* Task: Whenever the word "PhaseStats" turns up in a line of the data below, copy that line.

(Stored data)
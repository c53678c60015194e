use std::path::Path;

use futures::TryStreamExt;
use sqlx::SqlitePool;

use crate::catalog::{self, CatalogEntry};
use crate::outcome::PhaseStats;
use crate::resolve::resolve;
use crate::util::set_unix_mtime;
use crate::{AppError, AppResult};

/// Phase 1: materialize the directory tree on the destination filesystem.
///
/// Idempotent per entry (`create_dir_all`), preserves the catalog's
/// modification times, and always runs the enumeration to exhaustion: a
/// per-entry failure is logged, recorded once in `stats`, and the loop
/// moves on. Only a catalog stream failure aborts the phase.
pub async fn build_structure(
    pool: &SqlitePool,
    data_root: &Path,
    stats: &mut PhaseStats,
) -> AppResult<()> {
    let mut rows = catalog::directory_entries(pool);
    while let Some(row) = rows
        .try_next()
        .await
        .map_err(|err| AppError::from(err).with_context("operation", "structure_enumeration"))?
    {
        let entry = match CatalogEntry::from_row(&row) {
            Ok(entry) => entry,
            Err(err) => {
                tracing::warn!(
                    target: "decant",
                    event = "structure_row_undecodable",
                    error = %err,
                );
                stats.record_failure(row_label(&row));
                continue;
            }
        };

        match materialize_directory(data_root, &entry).await {
            Ok(()) => stats.record_success(),
            Err(err) => {
                tracing::warn!(
                    target: "decant",
                    event = "structure_entry_failed",
                    relative_path = %entry.relative_path,
                    error = %err,
                );
                stats.record_failure(entry.relative_path.clone());
            }
        }
    }
    Ok(())
}

async fn materialize_directory(data_root: &Path, entry: &CatalogEntry) -> AppResult<()> {
    let path = resolve(data_root, &entry.storage, &entry.relative_path)?;
    tokio::fs::create_dir_all(&path).await.map_err(|err| {
        AppError::from(err)
            .with_context("operation", "structure_mkdir")
            .with_context("path", path.display().to_string())
    })?;
    set_unix_mtime(&path, entry.mtime)
}

fn row_label(row: &sqlx::sqlite::SqliteRow) -> String {
    use sqlx::Row;
    row.try_get::<String, _>("path")
        .unwrap_or_else(|_| "<undecodable row>".to_string())
}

* Result for this exercise:
use crate::outcome::PhaseStats;
    stats: &mut PhaseStats,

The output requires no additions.